How can companies secure a hybrid workforce in 2021?
This has been a uniquely transformative year. Prompted by a global pandemic, we’ve been forced to change many things about how we live, work, and relate. For most businesses, this means a rapid and comprehensive shift toward remote work.
While more than half of all employees participated in a rapid transition to remote work, it’s clear that this is more than just a temporary change. According to a June survey by PwC, 83% of employees want to work from home at least once a week and 55% want to continue working remotely even after the pandemic subsides.
As companies look to cut costs, reduce turnover, and maximize growth potential, telework will play a central role in both the present and future of work.
While remote work comes with many benefits, it also presents several unique cybersecurity challenges. By now, the costs and consequences of a data breach or cybersecurity event are well-documented, and they threaten to undermine the benefits of this new work arrangement.
Fortunately, companies aren’t powerless in this regard. By taking steps to mitigate the most potent threats, they can minimize risk and maximize opportunity during this transformative moment.
Here are three risk categories for remote teams and the next steps companies can take to improve their defensive postures heading into 2021.
Insider threats
Even before remote work was ubiquitous, accidental and malicious insider threats posed a serious risk to data security. As trusted team members, employees have unprecedented access to company and customer data, which, when left unchecked, can undermine company, customer, and employee privacy.

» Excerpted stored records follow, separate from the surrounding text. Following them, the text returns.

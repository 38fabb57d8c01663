use super::*;
use runac_ast::{Arg, AttribDecl, ClassDecl, MethodSig, TraitDecl, TypeDecl, TypeExpr};
use runac_common::Span;

fn sp() -> Span {
    Span::new(0, 0)
}

fn point_decl() -> TypeDecl {
    TypeDecl::Class(ClassDecl {
        name: "Point".into(),
        span: sp(),
        attribs: vec![
            AttribDecl {
                name: "x".into(),
                span: sp(),
                ty_expr: TypeExpr::Name("i32".into()),
            },
            AttribDecl {
                name: "y".into(),
                span: sp(),
                ty_expr: TypeExpr::Name("i32".into()),
            },
        ],
        methods: vec![MethodSig {
            name: "sum".into(),
            span: sp(),
            args: vec![Arg {
                name: "self".into(),
                span: sp(),
                ty_expr: None,
                ty: None,
            }],
            rtype_expr: Some(TypeExpr::Name("i32".into())),
        }],
    })
}

#[test]
fn primitives_are_interned() {
    let store = TypeStore::new();
    for name in ["i8", "i16", "i32", "i64", "word", "u8", "uword", "f32", "f64", "bool", "byte"] {
        assert!(store.get(name).is_some(), "missing primitive {name}");
    }
}

#[test]
fn wrappers_are_memoized() {
    let mut store = TypeStore::new();
    let i32_ = store.get("i32").unwrap();
    let a = store.ref_(i32_);
    let b = store.ref_(i32_);
    assert_eq!(a, b);
    let o = store.owner(i32_);
    assert_ne!(a, o);
    assert_eq!(store.unwrap(o), i32_);
}

#[test]
fn nested_wrappers_unwrap_fully() {
    let mut store = TypeStore::new();
    let i32_ = store.get("i32").unwrap();
    let o = store.owner(i32_);
    let ro = store.ref_(o);
    assert_eq!(store.unwrap(ro), i32_);
    assert_eq!(store.strip(ro), (i32_, 2));
}

#[test]
fn fill_assigns_attribute_slots_in_order() {
    let mut store = TypeStore::new();
    let decl = point_decl();
    store.add(&decl).unwrap();
    let id = store.fill(&decl).unwrap();
    let s = store.struct_of(id).unwrap();
    assert_eq!(s.attribs["x"].0, 0);
    assert_eq!(s.attribs["y"].0, 1);
    let i32_ = store.get("i32").unwrap();
    assert_eq!(s.attribs["x"].1, i32_);
}

#[test]
fn duplicate_add_is_rejected() {
    let mut store = TypeStore::new();
    let decl = point_decl();
    store.add(&decl).unwrap();
    let err = store.add(&decl).unwrap_err();
    assert_eq!(err.code, runac_common::codes::DUPLICATE_DEFINITION);
}

#[test]
fn method_self_defaults_to_ref() {
    let mut store = TypeStore::new();
    let decl = point_decl();
    store.add(&decl).unwrap();
    let id = store.fill(&decl).unwrap();
    let point_ref = store.ref_(id);
    let s = store.struct_of(id).unwrap();
    let m = &s.methods["sum"][0];
    assert_eq!(m.irname, "Point.sum");
    assert_eq!(m.params[0].1, point_ref);
}

#[test]
fn compat_accepts_anyint_against_any_width() {
    let store = TypeStore::new();
    let any = store.any_int();
    for name in ["i8", "i32", "u64", "uword"] {
        assert!(store.compat(any, store.get(name).unwrap()));
    }
    assert!(!store.compat(any, store.get("f64").unwrap()));
    assert!(!store.compat(store.get("i32").unwrap(), store.get("i64").unwrap()));
}

#[test]
fn compat_owner_to_ref_is_one_way() {
    let mut store = TypeStore::new();
    let decl = point_decl();
    store.add(&decl).unwrap();
    let id = store.fill(&decl).unwrap();
    let r = store.ref_(id);
    let o = store.owner(id);
    assert!(store.compat(o, r));
    assert!(!store.compat(r, o));
}

#[test]
fn compat_never_changes_indirection_depth() {
    let mut store = TypeStore::new();
    let i32_ = store.get("i32").unwrap();
    let r = store.ref_(i32_);
    assert!(!store.compat(r, i32_));
    assert!(!store.compat(i32_, r));
}

#[test]
fn struct_satisfies_trait_by_signature() {
    let mut store = TypeStore::new();
    let point = point_decl();
    store.add(&point).unwrap();
    let trait_decl = TypeDecl::Trait(TraitDecl {
        name: "Summable".into(),
        span: sp(),
        methods: vec![MethodSig {
            name: "sum".into(),
            span: sp(),
            args: vec![Arg {
                name: "self".into(),
                span: sp(),
                ty_expr: None,
                ty: None,
            }],
            rtype_expr: Some(TypeExpr::Name("i32".into())),
        }],
    });
    store.add(&trait_decl).unwrap();
    let point_id = store.fill(&point).unwrap();
    let trait_id = store.fill(&trait_decl).unwrap();
    let point_ref = store.ref_(point_id);
    let trait_ref = store.ref_(trait_id);
    assert!(store.compat(point_ref, trait_ref));
}

#[test]
fn trait_slots_follow_lexicographic_order() {
    let mut store = TypeStore::new();
    let decl = TypeDecl::Trait(TraitDecl {
        name: "Shape".into(),
        span: sp(),
        methods: ["perimeter", "area", "name"]
            .into_iter()
            .map(|n| MethodSig {
                name: n.into(),
                span: sp(),
                args: vec![Arg {
                    name: "self".into(),
                    span: sp(),
                    ty_expr: None,
                    ty: None,
                }],
                rtype_expr: Some(TypeExpr::Name("i32".into())),
            })
            .collect(),
    });
    store.add(&decl).unwrap();
    let id = store.fill(&decl).unwrap();
    let t = store.trait_of(id).unwrap();
    assert_eq!(t.slot("area"), Some(0));
    assert_eq!(t.slot("name"), Some(1));
    assert_eq!(t.slot("perimeter"), Some(2));
}

#[test]
fn variadic_args_match_prefix() {
    let mut store = TypeStore::new();
    let i32_ = store.get("i32").unwrap();
    let byte = store.get("byte").unwrap();
    let bp = store.ref_(byte);
    assert!(store.compat_args(&[bp, i32_, i32_], &[bp], true));
    assert!(!store.compat_args(&[], &[bp], true));
    assert!(!store.compat_args(&[bp, i32_], &[bp], false));
}

#[test]
fn ir_spellings() {
    let mut store = TypeStore::new();
    let i32_ = store.get("i32").unwrap();
    assert_eq!(store.ir(i32_), "i32");
    assert_eq!(store.ir(store.bool_()), "i1");
    let r = store.ref_(i32_);
    assert_eq!(store.ir(r), "i32*");
    let s = store.str_();
    assert_eq!(store.ir(s), "%str");
    let arr = store.array(s);
    assert_eq!(store.ir(arr), "%array.str");
}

These risks are magnified by remote work. Not only has the pandemic’s impact on the job market made malicious insiders more likely to capture or compromise data to gain leverage with new employment prospects or to generate extra income, but accidental insiders are especially prone to errors when working remotely.
For example, many employees are blurring the lines between personal and professional technology, sharing or accessing sensitive data in ways that could undermine its integrity. In response, companies need to be proactive about establishing and enforcing clear data management guidelines.
In this regard, communication is key, and accountability through monitoring initiatives or other efforts will help keep data protected during the transition. In doing so, CTOs and other IT admins can prevent:
- Accidental or malicious data sharing or exfiltration
- Unauthorized data access or movement
- Device management to ensure professional device use
- Risky data use practices.
The right software can even provide real-time alerts of suspicious behavior, allowing leaders to communicate and collaborate with employees, creating communication cycles that improve overall data security.
Access control
Most companies have spent years fortifying the IT infrastructure against cyber threats. Telework requires employees to leave company networks’ safety and accountability, and IT admins will need to equip them for success, regardless of location.
Many workers are using unsecured Wi-Fi connections, which could threaten data privacy. At the same time, bad actors are readily taking advantage of the billions of compromised login records to gain front door access to critical IT infrastructure.
Therefore, leaders need to equip remote teams with the tools to control access to their accounts and networks. This includes:
- Account password standards. Employees need to use strong, unique passwords that are routinely updated.
- Data security services. Companies should provide access to and require the use of a trusted VPN service and two-factor authentication on all accounts.
- Threat detection and notification options. Equip workers with digital tools that help train data privacy best practices and alert them to potential threats.
Taken together, these steps can help reduce exposure to cyber risks related to network and account access.
Malicious messages
Bad actors are proving their agility as they responded to the COVID-19 pandemic with a deluge of fraud attempts that sought to capitalize on peoples’ altruism, vulnerability, fear, and curiosity.
For example, the number of phishing scams – authentic-looking messages that capture valuable login credentials – increased by 667%, and law enforcement agencies worldwide have issued warnings about continued fraud attempts.
When employees are stressed, isolated, and overwhelmed, they are more likely to engage with and fall for these threats. Unfortunately, during the pandemic, employees report feeling more stressed than ever, something that is unlikely to abate anytime soon.
While automation and cybersecurity software can help reduce this risk, companies should pour energy and resources into training initiatives that educate employees on the risks and equip them with practical strategies for protecting data.
Secure a hybrid workforce
Transformation is rarely easy, and it’s certainly never flawless. As remote work continues to emerge as a central component of a hybrid workforce that will dominate the months and years ahead, it’s important to ensure that this arrangement is an asset and not a hindrance.
To be sure, the threat landscape is ever-expanding, but by addressing the most prevalent threats to data security, companies can significantly reduce the likelihood of a data breach or cybersecurity incident resulting from the new normal.